-- RECORDS follows --

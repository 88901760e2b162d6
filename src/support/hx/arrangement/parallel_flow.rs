//! Parallel-flow effectiveness-NTU relationship.

use crate::support::hx::{
    CapacityRatio, Effectiveness, Ntu,
    effectiveness_ntu::{EffectivenessRelation, effectiveness_via},
};

/// Parallel-flow heat exchanger arrangement.
#[derive(Debug, Clone, Copy, Default)]
pub struct ParallelFlow;

impl EffectivenessRelation for ParallelFlow {
    fn effectiveness(&self, ntu: Ntu, capacity_ratio: CapacityRatio) -> Effectiveness {
        effectiveness_via(ntu, capacity_ratio, |ntu, cr| {
            (1. - (-ntu * (1. + cr)).exp()) / (1. + cr)
        })
    }
}
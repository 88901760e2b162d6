use std::cmp::Ordering;

use num_traits::Zero;

use super::{Constrained, Constraint, ConstraintError};

/// Marker type enforcing that a value is zero or greater.
///
/// # Examples
///
/// ```
/// use radiator_hx::support::constraint::NonNegative;
///
/// assert!(NonNegative::new(0.0).is_ok());
/// assert!(NonNegative::new(2.5).is_ok());
/// assert!(NonNegative::new(-0.1).is_err());
/// assert!(NonNegative::new(f64::NAN).is_err());
/// ```
#[derive(Debug, Clone, Copy, PartialEq, Eq, PartialOrd, Ord)]
pub struct NonNegative;

impl NonNegative {
    /// Constructs a [`Constrained<T, NonNegative>`] if the value is not negative.
    ///
    /// # Errors
    ///
    /// Returns an error if the value is negative or not a number (`NaN`).
    pub fn new<T: PartialOrd + Zero>(
        value: T,
    ) -> Result<Constrained<T, NonNegative>, ConstraintError> {
        Constrained::<T, NonNegative>::new(value)
    }
}

impl<T: PartialOrd + Zero> Constraint<T> for NonNegative {
    fn check(value: &T) -> Result<(), ConstraintError> {
        match value.partial_cmp(&T::zero()) {
            Some(Ordering::Greater | Ordering::Equal) => Ok(()),
            Some(Ordering::Less) => Err(ConstraintError::Negative),
            None => Err(ConstraintError::NotANumber),
        }
    }
}

#[cfg(test)]
mod tests {
    use super::*;

    #[test]
    fn boundary_values() {
        assert!(NonNegative::new(0.0).is_ok());
        assert!(NonNegative::new(1e-300).is_ok());
        assert!(matches!(
            NonNegative::new(-1e-300),
            Err(ConstraintError::Negative)
        ));
        assert!(matches!(
            NonNegative::new(f64::NAN),
            Err(ConstraintError::NotANumber)
        ));
    }
}
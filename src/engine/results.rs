use crate::support::{
    flow::{FlowRegime, ReynoldsThresholds},
    hx::FlowConfiguration,
};
use uom::si::f64::{HeatTransfer, Power, Pressure, Ratio, ThermalConductance};

use super::SidePair;

/// Results of one calculation, mirroring the derivation pipeline.
///
/// The record is plain data, created once per invocation and never mutated.
/// Every value is finite; inputs that would produce `NaN` or infinity are
/// rejected before a record is built.
#[derive(Debug, Clone, Copy, PartialEq)]
#[cfg_attr(feature = "serde", derive(serde::Serialize, serde::Deserialize))]
pub struct CalculationResults {
    /// Reynolds number of each stream.
    pub reynolds: SidePair<Ratio>,
    /// Prandtl number of each stream.
    pub prandtl: SidePair<Ratio>,
    /// Grashof number of each stream.
    pub grashof: SidePair<Ratio>,
    /// Rayleigh number of each stream.
    pub rayleigh: SidePair<Ratio>,
    /// Nusselt number of each stream.
    pub nusselt: SidePair<Ratio>,
    /// Film heat transfer coefficient of each stream.
    pub film_coefficient: SidePair<HeatTransfer>,
    /// Overall heat transfer coefficient.
    pub overall_coefficient: HeatTransfer,
    /// Capacitance rate (`ṁ·cp`) of each stream.
    pub capacitance_rate: SidePair<ThermalConductance>,
    /// Capacity ratio `C_min/C_max`.
    pub capacity_ratio: Ratio,
    /// Number of transfer units `UA/C_min`.
    pub ntu: Ratio,
    /// Exchanger effectiveness, in [0, 1].
    pub effectiveness: Ratio,
    /// Actual heat transfer rate, `ε·Q_max`.
    pub heat_transfer_rate: Power,
    /// Maximum possible heat transfer rate, `C_min·(T_hot,in − T_cold,in)`.
    pub max_heat_transfer_rate: Power,
    /// Darcy-Weisbach pressure drop of each stream.
    pub pressure_drop: SidePair<Pressure>,
    /// Flow regime classification of each stream.
    pub flow_regime: SidePair<FlowRegime>,
    /// The flow configuration the effectiveness was computed for.
    pub configuration: FlowConfiguration,
    /// The critical Reynolds numbers used for classification, recorded for
    /// traceability.
    pub reynolds_thresholds: ReynoldsThresholds,
}
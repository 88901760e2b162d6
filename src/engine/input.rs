use crate::support::{
    convection::TurbulentCorrelation, flow::ReynoldsThresholds, hx::FlowConfiguration,
    units::ThermalInsulance,
};
use uom::si::{
    acceleration::meter_per_second_squared,
    f64::{
        Acceleration, Area, DynamicViscosity, Length, MassDensity, MassRate,
        SpecificHeatCapacity, ThermalConductivity, ThermodynamicTemperature, Velocity,
    },
};

use super::SidePair;

/// Complete parameter set for one calculation.
///
/// The record is plain data; validation happens once at the engine boundary
/// when it is passed to [`calculate`](super::calculate). The caller must not
/// rely on any field defaulting: in particular [`configuration`] is
/// required, and string identifiers should be parsed into
/// [`FlowConfiguration`] before a record is built.
///
/// [`configuration`]: CalculationInput::configuration
#[derive(Debug, Clone, Copy, PartialEq)]
#[cfg_attr(feature = "serde", derive(serde::Serialize, serde::Deserialize))]
pub struct CalculationInput {
    /// Hot-stream conditions and thermophysical properties.
    pub hot: StreamInput,
    /// Cold-stream conditions and thermophysical properties.
    pub cold: StreamInput,
    /// Wall temperature used for the natural-convection numbers.
    pub wall_temperature: ThermodynamicTemperature,
    /// Tube-bank geometry.
    pub geometry: TubeGeometry,
    /// Flow configuration of the exchanger.
    pub configuration: FlowConfiguration,
    /// Turbulent Nusselt correlation applied to each stream.
    pub correlations: SidePair<TurbulentCorrelation>,
    /// Environment constants.
    pub environment: Environment,
    /// Optional fouling and tube-wall resistance terms. When present, the
    /// overall coefficient uses the resistance-augmented series form; when
    /// absent, the baseline two-film form.
    pub fouling: Option<FoulingFactors>,
}

/// Conditions and thermophysical properties of one stream.
#[derive(Debug, Clone, Copy, PartialEq)]
#[cfg_attr(feature = "serde", derive(serde::Serialize, serde::Deserialize))]
pub struct StreamInput {
    pub inlet_temperature: ThermodynamicTemperature,
    pub outlet_temperature: ThermodynamicTemperature,
    pub mass_flow: MassRate,
    pub velocity: Velocity,
    pub density: MassDensity,
    pub viscosity: DynamicViscosity,
    pub specific_heat: SpecificHeatCapacity,
    pub thermal_conductivity: ThermalConductivity,
    /// Dynamic viscosity evaluated at the wall temperature, used by the
    /// Churchill-Bernstein viscosity-ratio correction. The correction
    /// factor defaults to 1 when this is `None`.
    pub wall_viscosity: Option<DynamicViscosity>,
}

/// Tube-bank geometry of the exchanger.
#[derive(Debug, Clone, Copy, PartialEq)]
#[cfg_attr(feature = "serde", derive(serde::Serialize, serde::Deserialize))]
pub struct TubeGeometry {
    /// External tube diameter; characteristic length of the hot stream.
    pub outer_diameter: Length,
    /// Internal tube diameter; characteristic length of the cold stream.
    pub inner_diameter: Length,
    /// Tube length, also the characteristic length for natural convection.
    pub length: Length,
    /// Number of tubes in the bank.
    pub tube_count: u32,
    /// Total heat transfer surface area.
    pub surface_area: Area,
}

/// Environment constants, injected rather than hard-coded in the formulas.
#[derive(Debug, Clone, Copy, PartialEq)]
#[cfg_attr(feature = "serde", derive(serde::Serialize, serde::Deserialize))]
pub struct Environment {
    /// Gravitational acceleration.
    pub gravity: Acceleration,
    /// Critical Reynolds numbers used for regime classification.
    pub reynolds_thresholds: ReynoldsThresholds,
}

impl Default for Environment {
    fn default() -> Self {
        Self {
            gravity: Acceleration::new::<meter_per_second_squared>(9.81),
            reynolds_thresholds: ReynoldsThresholds::default(),
        }
    }
}

/// Fouling and tube-wall resistance terms for the overall coefficient.
#[derive(Debug, Clone, Copy, PartialEq)]
#[cfg_attr(feature = "serde", derive(serde::Serialize, serde::Deserialize))]
pub struct FoulingFactors {
    /// Hot-side fouling resistance.
    pub hot: ThermalInsulance,
    /// Cold-side fouling resistance.
    pub cold: ThermalInsulance,
    /// Tube material conductivity. When given, a plane-wall resistance
    /// `(D_ext − D_int)/2 / k` joins the series; when `None`, the wall is
    /// treated as thermally thin.
    pub tube_conductivity: Option<ThermalConductivity>,
}

/// The original tube-bank reading: the hot stream washes the tube exterior
/// and the cold stream runs inside, so they default to different
/// correlations.
impl Default for SidePair<TurbulentCorrelation> {
    fn default() -> Self {
        Self {
            hot: TurbulentCorrelation::ChurchillBernstein,
            cold: TurbulentCorrelation::ExternalCylinder,
        }
    }
}
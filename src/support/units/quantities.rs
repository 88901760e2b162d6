use uom::{
    si::{ISQ, Quantity, SI},
    typenum::{N1, P1, P3, Z0},
};

/// Thermal insulance (area thermal resistance), m²·K/W in SI.
///
/// The reciprocal dimension of a heat transfer coefficient. Used for fouling
/// factors and the per-area wall resistance term in the overall coefficient.
pub type ThermalInsulance = Quantity<ISQ<Z0, N1, P3, Z0, P1, Z0, Z0>, SI<f64>, f64>;
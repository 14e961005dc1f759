//! In-memory event store implementation for testing.
//!
//! [`Store`] keeps the full log in a sorted `Vec` behind an `RwLock` and
//! broadcasts appended events to live subscribers, which is enough to drive
//! a projection host end to end in tests and examples.

use std::{
    convert::Infallible,
    future::Future,
    sync::{Arc, RwLock},
};

use nonempty::NonEmpty;
use tokio::sync::broadcast;

use crate::{
    event::Event,
    ident::SortableUniqueId,
    store::EventStore,
};

const FEED_CAPACITY: usize = 1024;

/// Thread-safe in-memory event log.
///
/// Events are kept ordered by their sortable id regardless of append order,
/// so reads always return the log in position order. Cloning the store
/// clones a handle to the same log.
#[derive(Clone)]
pub struct Store {
    events: Arc<RwLock<Vec<Event>>>,
    feed: broadcast::Sender<Event>,
}

impl Store {
    #[must_use]
    pub fn new() -> Self {
        let (feed, _) = broadcast::channel(FEED_CAPACITY);
        Self {
            events: Arc::new(RwLock::new(Vec::new())),
            feed,
        }
    }

    /// Append a batch of events, keeping the log sorted by position.
    ///
    /// Appended events are also broadcast to live subscribers in batch
    /// order; subscribers that lag too far behind miss events, as with any
    /// broadcast channel.
    #[tracing::instrument(skip(self, events), fields(event_count = events.len()))]
    pub fn append(&self, events: NonEmpty<Event>) {
        {
            let mut log = self.events.write().expect("in-memory store lock poisoned");
            for event in &events {
                let at = log
                    .partition_point(|e| e.sortable_unique_id <= event.sortable_unique_id);
                log.insert(at, event.clone());
            }
        }
        for event in events {
            // No receivers is fine; nothing is listening yet.
            let _ = self.feed.send(event);
        }
    }

    /// Subscribe to events appended after this call.
    #[must_use]
    pub fn subscribe(&self) -> broadcast::Receiver<Event> {
        self.feed.subscribe()
    }
}

impl Default for Store {
    fn default() -> Self {
        Self::new()
    }
}

impl EventStore for Store {
    type Error = Infallible;

    fn read_events_after<'a>(
        &'a self,
        after: Option<&'a SortableUniqueId>,
    ) -> impl Future<Output = Result<Vec<Event>, Self::Error>> + Send + 'a {
        let events = {
            let log = self.events.read().expect("in-memory store lock poisoned");
            match after {
                None => log.clone(),
                Some(after) => {
                    let from = log.partition_point(|e| e.sortable_unique_id <= *after);
                    log[from..].to_vec()
                }
            }
        };
        tracing::trace!(count = events.len(), "read events from in-memory log");
        std::future::ready(Ok(events))
    }

    fn event_count(&self) -> impl Future<Output = Result<usize, Self::Error>> + Send + '_ {
        let count = self
            .events
            .read()
            .expect("in-memory store lock poisoned")
            .len();
        std::future::ready(Ok(count))
    }
}
//! In-memory snapshot and blob stores for testing.

use std::{
    collections::HashMap,
    convert::Infallible,
    future::Future,
    sync::{Arc, RwLock},
};

use crate::snapshot::{BlobAccessor, SnapshotEnvelope, SnapshotStore, StoredSnapshot};

/// Thread-safe in-memory [`SnapshotStore`].
///
/// Cloning shares the underlying map.
#[derive(Clone, Default)]
pub struct Store {
    snapshots: Arc<RwLock<HashMap<(String, String), StoredSnapshot>>>,
}

impl Store {
    #[must_use]
    pub fn new() -> Self {
        Self::default()
    }
}

impl SnapshotStore for Store {
    type Error = Infallible;

    fn get<'a>(
        &'a self,
        projector_name: &'a str,
        projector_version: &'a str,
    ) -> impl Future<Output = Result<Option<StoredSnapshot>, Self::Error>> + Send + 'a {
        let snapshot = self
            .snapshots
            .read()
            .expect("in-memory snapshot store lock poisoned")
            .get(&(projector_name.to_string(), projector_version.to_string()))
            .cloned();
        std::future::ready(Ok(snapshot))
    }

    #[tracing::instrument(
        skip(self, snapshot),
        fields(
            projector = %snapshot.envelope.projector_name,
            version = %snapshot.envelope.projector_version,
        )
    )]
    fn put(
        &self,
        snapshot: StoredSnapshot,
    ) -> impl Future<Output = Result<(), Self::Error>> + Send + '_ {
        let key = (
            snapshot.envelope.projector_name.clone(),
            snapshot.envelope.projector_version.clone(),
        );
        self.snapshots
            .write()
            .expect("in-memory snapshot store lock poisoned")
            .insert(key, snapshot);
        std::future::ready(Ok(()))
    }

    fn delete<'a>(
        &'a self,
        projector_name: &'a str,
        projector_version: &'a str,
    ) -> impl Future<Output = Result<(), Self::Error>> + Send + 'a {
        self.snapshots
            .write()
            .expect("in-memory snapshot store lock poisoned")
            .remove(&(projector_name.to_string(), projector_version.to_string()));
        std::future::ready(Ok(()))
    }

    fn list_all(
        &self,
    ) -> impl Future<Output = Result<Vec<SnapshotEnvelope>, Self::Error>> + Send + '_ {
        let envelopes = self
            .snapshots
            .read()
            .expect("in-memory snapshot store lock poisoned")
            .values()
            .map(|snapshot| snapshot.envelope.clone())
            .collect();
        std::future::ready(Ok(envelopes))
    }
}

/// Thread-safe in-memory [`BlobAccessor`].
#[derive(Clone, Default)]
pub struct BlobStore {
    blobs: Arc<RwLock<HashMap<String, Vec<u8>>>>,
}

impl BlobStore {
    #[must_use]
    pub fn new() -> Self {
        Self::default()
    }
}

impl BlobAccessor for BlobStore {
    type Error = Infallible;

    fn read<'a>(
        &'a self,
        key: &'a str,
    ) -> impl Future<Output = Result<Option<Vec<u8>>, Self::Error>> + Send + 'a {
        let bytes = self
            .blobs
            .read()
            .expect("in-memory blob store lock poisoned")
            .get(key)
            .cloned();
        std::future::ready(Ok(bytes))
    }

    fn write<'a>(
        &'a self,
        key: &'a str,
        bytes: Vec<u8>,
    ) -> impl Future<Output = Result<(), Self::Error>> + Send + 'a {
        self.blobs
            .write()
            .expect("in-memory blob store lock poisoned")
            .insert(key.to_string(), bytes);
        std::future::ready(Ok(()))
    }
}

-- RECORDS concluded --

- TASK DIRECTIONS -
Each line above that has the word "safe" must be copied.

- YOUR RESPONSE -
/// Thread-safe in-memory event log.
/// Thread-safe in-memory [`SnapshotStore`].
/// Thread-safe in-memory [`BlobAccessor`].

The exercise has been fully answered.